Work instruction: Report every line below that holds the word "field".

Saved data entries
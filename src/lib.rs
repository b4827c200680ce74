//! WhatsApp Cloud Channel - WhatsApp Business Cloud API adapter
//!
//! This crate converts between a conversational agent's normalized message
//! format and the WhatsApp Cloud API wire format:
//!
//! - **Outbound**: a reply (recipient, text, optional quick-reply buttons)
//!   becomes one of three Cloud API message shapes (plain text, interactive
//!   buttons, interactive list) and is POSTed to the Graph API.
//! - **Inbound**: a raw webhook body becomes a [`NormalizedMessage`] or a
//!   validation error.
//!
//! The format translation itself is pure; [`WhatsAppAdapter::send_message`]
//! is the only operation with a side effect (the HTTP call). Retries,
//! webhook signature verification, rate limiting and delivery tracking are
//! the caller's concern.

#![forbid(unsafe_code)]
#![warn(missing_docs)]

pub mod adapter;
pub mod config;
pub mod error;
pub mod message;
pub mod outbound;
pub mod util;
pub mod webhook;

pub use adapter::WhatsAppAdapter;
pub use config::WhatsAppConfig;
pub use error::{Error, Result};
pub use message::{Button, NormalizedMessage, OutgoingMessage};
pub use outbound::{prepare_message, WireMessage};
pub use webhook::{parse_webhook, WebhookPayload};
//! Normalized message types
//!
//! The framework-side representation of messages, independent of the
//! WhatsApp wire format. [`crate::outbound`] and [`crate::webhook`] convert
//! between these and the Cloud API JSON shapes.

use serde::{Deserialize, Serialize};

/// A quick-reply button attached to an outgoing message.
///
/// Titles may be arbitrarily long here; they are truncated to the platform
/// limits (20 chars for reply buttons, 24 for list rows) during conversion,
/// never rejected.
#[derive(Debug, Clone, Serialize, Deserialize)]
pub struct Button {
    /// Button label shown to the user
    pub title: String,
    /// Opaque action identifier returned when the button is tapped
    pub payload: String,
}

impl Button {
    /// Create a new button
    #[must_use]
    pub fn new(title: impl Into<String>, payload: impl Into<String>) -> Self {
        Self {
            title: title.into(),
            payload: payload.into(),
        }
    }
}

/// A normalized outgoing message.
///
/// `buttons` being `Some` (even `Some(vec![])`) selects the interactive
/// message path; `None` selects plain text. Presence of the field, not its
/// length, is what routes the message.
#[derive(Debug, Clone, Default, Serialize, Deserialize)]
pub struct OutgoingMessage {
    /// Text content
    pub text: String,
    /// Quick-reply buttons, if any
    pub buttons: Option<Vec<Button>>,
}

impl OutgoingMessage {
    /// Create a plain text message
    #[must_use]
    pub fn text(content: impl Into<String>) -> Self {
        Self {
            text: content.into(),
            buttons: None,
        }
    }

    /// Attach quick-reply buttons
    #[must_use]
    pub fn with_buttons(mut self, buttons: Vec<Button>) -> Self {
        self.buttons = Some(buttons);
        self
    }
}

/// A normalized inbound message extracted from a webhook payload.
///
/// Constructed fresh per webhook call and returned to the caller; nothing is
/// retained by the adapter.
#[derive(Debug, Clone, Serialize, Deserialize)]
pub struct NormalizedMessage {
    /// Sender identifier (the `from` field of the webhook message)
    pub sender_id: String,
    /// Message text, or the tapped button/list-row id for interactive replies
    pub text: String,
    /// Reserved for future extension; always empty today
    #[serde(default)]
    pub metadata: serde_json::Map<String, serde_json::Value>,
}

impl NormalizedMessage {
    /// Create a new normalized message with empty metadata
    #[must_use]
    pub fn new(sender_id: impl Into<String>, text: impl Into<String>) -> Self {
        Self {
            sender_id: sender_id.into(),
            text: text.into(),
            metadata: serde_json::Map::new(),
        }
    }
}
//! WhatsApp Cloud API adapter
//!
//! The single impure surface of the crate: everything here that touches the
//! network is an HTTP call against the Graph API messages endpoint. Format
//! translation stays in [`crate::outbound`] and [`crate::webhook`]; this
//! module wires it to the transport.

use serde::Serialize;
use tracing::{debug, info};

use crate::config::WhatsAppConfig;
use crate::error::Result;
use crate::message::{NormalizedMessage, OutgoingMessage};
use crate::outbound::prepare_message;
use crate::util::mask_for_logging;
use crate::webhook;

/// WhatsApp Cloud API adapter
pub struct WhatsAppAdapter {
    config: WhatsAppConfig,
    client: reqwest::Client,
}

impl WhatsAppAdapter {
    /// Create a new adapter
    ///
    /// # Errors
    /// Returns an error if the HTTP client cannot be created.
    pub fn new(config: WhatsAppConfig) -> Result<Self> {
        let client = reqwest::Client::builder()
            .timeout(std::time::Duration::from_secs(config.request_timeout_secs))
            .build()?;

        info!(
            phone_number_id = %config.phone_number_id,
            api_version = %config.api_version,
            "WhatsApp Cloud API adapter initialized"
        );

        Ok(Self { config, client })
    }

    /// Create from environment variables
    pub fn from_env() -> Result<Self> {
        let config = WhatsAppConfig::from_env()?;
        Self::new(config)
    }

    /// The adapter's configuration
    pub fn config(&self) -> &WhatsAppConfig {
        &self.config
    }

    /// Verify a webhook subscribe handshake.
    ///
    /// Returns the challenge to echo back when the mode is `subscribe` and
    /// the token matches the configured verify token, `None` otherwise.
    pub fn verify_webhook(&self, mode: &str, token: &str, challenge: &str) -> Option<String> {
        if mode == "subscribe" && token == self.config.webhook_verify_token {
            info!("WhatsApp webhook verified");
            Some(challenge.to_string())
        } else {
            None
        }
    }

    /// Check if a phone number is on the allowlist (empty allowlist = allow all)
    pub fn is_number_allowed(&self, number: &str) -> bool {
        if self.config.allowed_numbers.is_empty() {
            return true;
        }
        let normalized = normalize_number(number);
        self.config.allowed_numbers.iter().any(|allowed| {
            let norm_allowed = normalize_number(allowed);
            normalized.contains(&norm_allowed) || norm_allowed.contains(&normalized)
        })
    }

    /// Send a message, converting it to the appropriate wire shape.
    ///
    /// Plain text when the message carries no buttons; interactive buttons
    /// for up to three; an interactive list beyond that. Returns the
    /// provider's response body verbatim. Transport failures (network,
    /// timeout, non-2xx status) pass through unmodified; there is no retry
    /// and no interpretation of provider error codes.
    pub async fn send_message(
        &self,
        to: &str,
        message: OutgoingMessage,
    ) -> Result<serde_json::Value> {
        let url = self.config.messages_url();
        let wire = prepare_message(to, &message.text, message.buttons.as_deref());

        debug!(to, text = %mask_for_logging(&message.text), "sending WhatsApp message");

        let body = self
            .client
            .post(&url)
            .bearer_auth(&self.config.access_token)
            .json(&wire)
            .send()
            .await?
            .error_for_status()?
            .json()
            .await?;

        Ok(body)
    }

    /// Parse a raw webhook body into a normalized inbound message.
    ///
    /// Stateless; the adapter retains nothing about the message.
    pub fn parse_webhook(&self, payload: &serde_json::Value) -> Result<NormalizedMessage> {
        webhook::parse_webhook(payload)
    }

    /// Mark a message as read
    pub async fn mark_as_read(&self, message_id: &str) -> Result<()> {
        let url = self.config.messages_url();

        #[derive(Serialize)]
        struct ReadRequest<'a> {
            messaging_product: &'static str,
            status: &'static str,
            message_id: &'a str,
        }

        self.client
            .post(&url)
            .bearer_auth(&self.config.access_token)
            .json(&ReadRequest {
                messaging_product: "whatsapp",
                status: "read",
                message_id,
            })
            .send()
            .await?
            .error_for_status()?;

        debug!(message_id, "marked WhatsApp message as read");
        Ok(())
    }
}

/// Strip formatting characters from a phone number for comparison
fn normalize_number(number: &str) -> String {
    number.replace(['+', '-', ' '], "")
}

Your response:
/// message path; `None` selects plain text. Presence of the field, not its
    /// Sender identifier (the `from` field of the webhook message)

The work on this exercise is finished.